The agency found that bonding raw flexible magnets with an adhesive to a plastic blade makes the plastic shelf dividers inflexible to the extent that the divider cannot be manipulated without damaging the product. The ITC said flexible magnets are permanent magnets that can be molded into any shape without losing their magnetic properties. Commerce then found the ITC's description implies that when an item with an otherwise flexible magnet cannot be manipulated without it breaking, the item can no longer be found to be "flexible." The agency equated the "detrimental effects to the appearance of Siffron’s plastic blade that result from extreme flexing of the magnetic shelf divider with the ITC’s observation that, generally, subject flexible magnets can be manipulated without losing their 'magnetic properties,'" excluding the dividers from the orders.
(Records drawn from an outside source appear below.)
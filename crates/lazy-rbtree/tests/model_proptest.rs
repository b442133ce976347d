//! Random operation sequences checked against a `BTreeMap` model.

use std::collections::BTreeMap;

use lazy_rbtree::{RbTree, TraverseOptions};
use proptest::prelude::*;

const KEY_SPACE: i32 = 200;
const PROPTEST_CASES: u32 = 256;

#[derive(Clone, Debug)]
enum Op {
    Insert(i32, u16),
    LazyDelete(i32),
    HardDelete(i32),
    Rebuild,
    Clear,
}

fn op() -> impl Strategy<Value = Op> {
    prop_oneof![
        8 => (0..KEY_SPACE, any::<u16>()).prop_map(|(k, v)| Op::Insert(k, v)),
        4 => (0..KEY_SPACE).prop_map(Op::LazyDelete),
        4 => (0..KEY_SPACE).prop_map(Op::HardDelete),
        1 => Just(Op::Rebuild),
        1 => Just(Op::Clear),
    ]
}

/// Occupied keys mapped to their value, `None` for tombstones.
type Model = BTreeMap<i32, Option<u16>>;

fn apply(tree: &mut RbTree<i32, u16>, model: &mut Model, op: &Op) -> Result<(), TestCaseError> {
    match *op {
        Op::Insert(k, v) => {
            let fresh = !model.contains_key(&k);
            model.insert(k, Some(v));
            prop_assert_eq!(tree.insert(k, v), fresh);
        }
        Op::LazyDelete(k) => {
            let changed = matches!(model.get(&k), Some(Some(_)));
            if changed {
                model.insert(k, None);
            }
            prop_assert_eq!(tree.delete(&k, false), changed);
        }
        Op::HardDelete(k) => {
            let changed = model.remove(&k).is_some();
            prop_assert_eq!(tree.delete(&k, true), changed);
        }
        Op::Rebuild => {
            model.retain(|_, v| v.is_some());
            tree.rebuild();
        }
        Op::Clear => {
            model.clear();
            tree.clear();
        }
    }
    Ok(())
}

fn live(model: &Model) -> Vec<(i32, u16)> {
    model
        .iter()
        .filter_map(|(k, v)| v.map(|v| (*k, v)))
        .collect()
}

fn scan(tree: &RbTree<i32, u16>, options: TraverseOptions<i32>) -> Vec<(i32, u16)> {
    tree.entries(options).map(|(k, v)| (*k, *v)).collect()
}

proptest! {
    #![proptest_config(ProptestConfig::with_cases(PROPTEST_CASES))]

    #[test]
    fn operations_match_model(ops in proptest::collection::vec(op(), 0..400)) {
        let mut tree = RbTree::new();
        let mut model = Model::new();

        for op in &ops {
            apply(&mut tree, &mut model, op)?;
            prop_assert_eq!(tree.validate(), Ok(()));
            prop_assert_eq!(tree.total_size(), model.len());
            prop_assert_eq!(tree.size(), model.values().filter(|v| v.is_some()).count());
        }

        prop_assert_eq!(scan(&tree, TraverseOptions::default()), live(&model));
        for k in 0..KEY_SPACE {
            let expected = model.get(&k).copied().flatten();
            prop_assert_eq!(tree.get(&k).copied(), expected);
            prop_assert_eq!(tree.has(&k), expected.is_some());
        }
    }

    #[test]
    fn reverse_scan_is_strictly_decreasing(ops in proptest::collection::vec(op(), 0..200)) {
        let mut tree = RbTree::new();
        let mut model = Model::new();
        for op in &ops {
            apply(&mut tree, &mut model, op)?;
        }
        let keys: Vec<i32> = tree
            .keys(TraverseOptions::new().reverse())
            .copied()
            .collect();
        prop_assert!(keys.windows(2).all(|w| w[0] > w[1]));

        let mut expected: Vec<i32> = live(&model).into_iter().map(|(k, _)| k).collect();
        expected.reverse();
        prop_assert_eq!(keys, expected);
    }

    #[test]
    fn bounded_scan_matches_filter(
        ops in proptest::collection::vec(op(), 0..200),
        low in proptest::option::of(-10..KEY_SPACE + 10),
        high in proptest::option::of(-10..KEY_SPACE + 10),
        include_low in any::<bool>(),
        include_high in any::<bool>(),
        reverse in any::<bool>(),
    ) {
        let mut tree = RbTree::new();
        let mut model = Model::new();
        for op in &ops {
            apply(&mut tree, &mut model, op)?;
        }

        let options = TraverseOptions { reverse, low, high, include_low, include_high };
        let mut expected: Vec<(i32, u16)> = live(&model)
            .into_iter()
            .filter(|(k, _)| match low {
                None => true,
                Some(l) => if include_low { *k >= l } else { *k > l },
            })
            .filter(|(k, _)| match high {
                None => true,
                Some(h) => if include_high { *k <= h } else { *k < h },
            })
            .collect();
        if reverse {
            expected.reverse();
        }
        prop_assert_eq!(scan(&tree, options), expected);
    }

    #[test]
    fn rebuild_and_copy_preserve_live_content(ops in proptest::collection::vec(op(), 0..200)) {
        let mut tree = RbTree::new();
        let mut model = Model::new();
        for op in &ops {
            apply(&mut tree, &mut model, op)?;
        }
        let before = scan(&tree, TraverseOptions::default());

        let snapshot = tree.copy();
        let compacted = tree.rebuilt();
        tree.rebuild();

        prop_assert_eq!(tree.size(), tree.total_size());
        prop_assert_eq!(&scan(&tree, TraverseOptions::default()), &before);
        prop_assert_eq!(&scan(&compacted, TraverseOptions::default()), &before);
        prop_assert_eq!(&scan(&snapshot, TraverseOptions::default()), &before);
        prop_assert_eq!(snapshot.total_size(), model.len());
        prop_assert_eq!(tree.validate(), Ok(()));
        prop_assert_eq!(compacted.validate(), Ok(()));
        prop_assert_eq!(snapshot.validate(), Ok(()));
    }
}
In its motion, Magnum Magnetics said Commerce ignored the plain language of the orders' scope, under which the agency originally found that Siffron's products are subject to the orders. "Commerce does not have license to disregard the text of the Orders or use (k)(1) factors to contradict the unambiguous language of the Orders," the brief said. "Indeed, resort to (k)(1) materials is appropriate only as interpretative guides to ambiguous language. Commerce identified no ambiguity in the language in the Orders. Nor could it. The Orders expressly cover raw flexible magnets bonded to plastic and exclude only printed magnets."